1. Trigonometry Question

I figured I would post this in here and hopefully get somebody who likes trig to help me through this.

Given that cos x = (3^.5) − 1, find the value of cos 2x in the form a +b(3^.5) ,
where a and b are integers.

Given that
2 cos (y + 30)= 3 sin (y − 30),
find the value of tan y in the form k 3 where k is a rational constant.

a bit of background here is that I am looking to take my high school maths certificate and I found out that well... Im rubbish at trig!

2. Hello
$cosx\;=\;\sqrt{3}-1$

Using the formula
cos(2x) = 2cos²x - 1

$cos(2x)\;=\;2(\sqrt{3}-1)^2-1$
$cos(2x)\;=\;2(4-2\sqrt{3})-1$
$cos(2x)\;=\;7-4\sqrt{3}$

3. Hello, GregoryT!

1) Given that: . $\cos x \:=\:\sqrt{3}-1$,
find the value of $\cos 2x$ in the form $a +b\sqrt{3}$, where $a\text{ and }b$ are integers.
We are expected to know the identity: . $\cos 2x \:=\:2\cos^2\!x - 1$

Then we have: . $\cos2x \;=\;2(\sqrt{3}-1)^2 - 1$

. . $=\;\;2(3 - 2\sqrt{3} + 1) - 1 \;\;=\;\;6 - 4\sqrt{3} + 2 - 1 \;\;=\;\;\boxed{7 -4\sqrt{3}}$

Given that: . $2\cos(y + 30)\:=\:3\sin(y - 30)$,

find the value of $\tan y$ . . . in the form k 3 where k is a rational constant. . ??

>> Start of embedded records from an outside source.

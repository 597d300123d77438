use super::*;

/// A thin lens. Converging when its focal length is positive, diverging otherwise.
#[derive(Clone, Copy, Debug, PartialEq)]
pub struct Lens {
    pub segment: Segment,
    focal_length: Float,
}

impl Lens {
    pub const DEFAULT_FOCAL_LENGTH: Float = 200.;

    #[inline]
    #[must_use]
    pub fn new(segment: Segment) -> Self {
        Self {
            segment,
            focal_length: Self::DEFAULT_FOCAL_LENGTH,
        }
    }

    /// Returns an error if `focal_length` is zero or isn't finite.
    pub fn try_new(segment: Segment, focal_length: Float) -> Result<Self> {
        let mut lens = Self::new(segment);
        lens.set_focal_length(focal_length)?;
        Ok(lens)
    }

    #[inline]
    #[must_use]
    pub fn focal_length(&self) -> Float {
        self.focal_length
    }

    pub fn set_focal_length(&mut self, focal_length: Float) -> Result<()> {
        if !focal_length.is_finite() || focal_length == 0. {
            return Err(Error::InvalidShape(format!(
                "focal length must be finite and non-zero, got {focal_length}"
            )));
        }
        self.focal_length = focal_length;
        Ok(())
    }

    /// Where rays heading along `dir` converge (or seem to diverge from).
    pub fn focus(&self, dir: &Unit<Vector>) -> Result<Vector> {
        let axis = self.segment.dir()?;
        // cosine of the angle between `dir` and the lens' normal
        let c = axis.perp(dir.as_ref()).abs();
        let dist = Error::check_finite(self.focal_length / c, "a lens focal distance")?;
        Ok(self.segment.midpoint() + dir.as_ref() * dist)
    }
}

impl Optic for Lens {
    #[inline]
    fn add_contacts(&self, ctx: &mut CollisionCtx) {
        add_segment_contact(&self.segment, ctx)
    }

    fn return_ray(&self, ray: &Ray, contact: &Contact) -> Result<Emission> {
        let to_focus = self.focus(&ray.dir)? - contact.point;
        let dir = try_unit(to_focus * self.focal_length.signum())?;

        let mut emission = Emission::new();
        emission.push(ray.spawn(contact.point, dir, ray.color));
        Ok(emission)
    }
}

impl Editable for Lens {
    #[inline]
    fn anchor(&self) -> Vector {
        self.segment.anchor()
    }

    #[inline]
    fn translate(&mut self, by: Vector) {
        self.segment.translate(by)
    }

    #[inline]
    fn morph(&mut self, morph: &Morph) {
        self.segment.morph(morph)
    }
}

We have: . $2\cos(y + 30) \:=\:3\sin(y-30)$

. . $2\bigg(\cos y \cos30 -\sin y\sin30\bigg) \;=\;3\bigg(\sin y\cos30 - \cos y\sin30\bigg)$

. . $2\bigg(\frac{\sqrt{3}}{2}\cos y - \frac{1}{2}\sin y\bigg) \;=\;3\bigg(\frac{\sqrt{3}}{2}\sin y - \frac{1}{2}\cos y\bigg)$

Multiply by 2: . $2\sqrt{3}\cos y - 2\sin y \;=\;3\sqrt{3}\sin y - 3\cos y$

. . $3\sqrt{3}\sin y + 2\sin y \;=\;2\sqrt{3}\cos y + 3\cos y$

. . $(3\sqrt{3}+2)\sin y \;=\;(2\sqrt{3} + 3)\cos y$

. . $\frac{\sin y}{\cos y} \;=\;\frac{2\sqrt{3}+3}{3\sqrt{3}+2}$

. . $\tan y \;=\;\frac{2\sqrt{3}+3}{3\sqrt{3}+2} \cdot{\color{blue}\frac{3\sqrt{3}-2}{3\sqrt{3}-2} } \;=\;\frac{18 - 4\sqrt{3} + 9\sqrt(3) - 6}{27 - 4}$

Therefore: . $\boxed{\tan y \;=\;\frac{12+5\sqrt{3}}{23}}$

4. Thanks Soroban and running gag, You have been invaluable help. Especially on that last one soroban! My formal Board thanks to both of you!

5. Sorry, one more quick question, can you explain what is happening on the line immediately before the answer.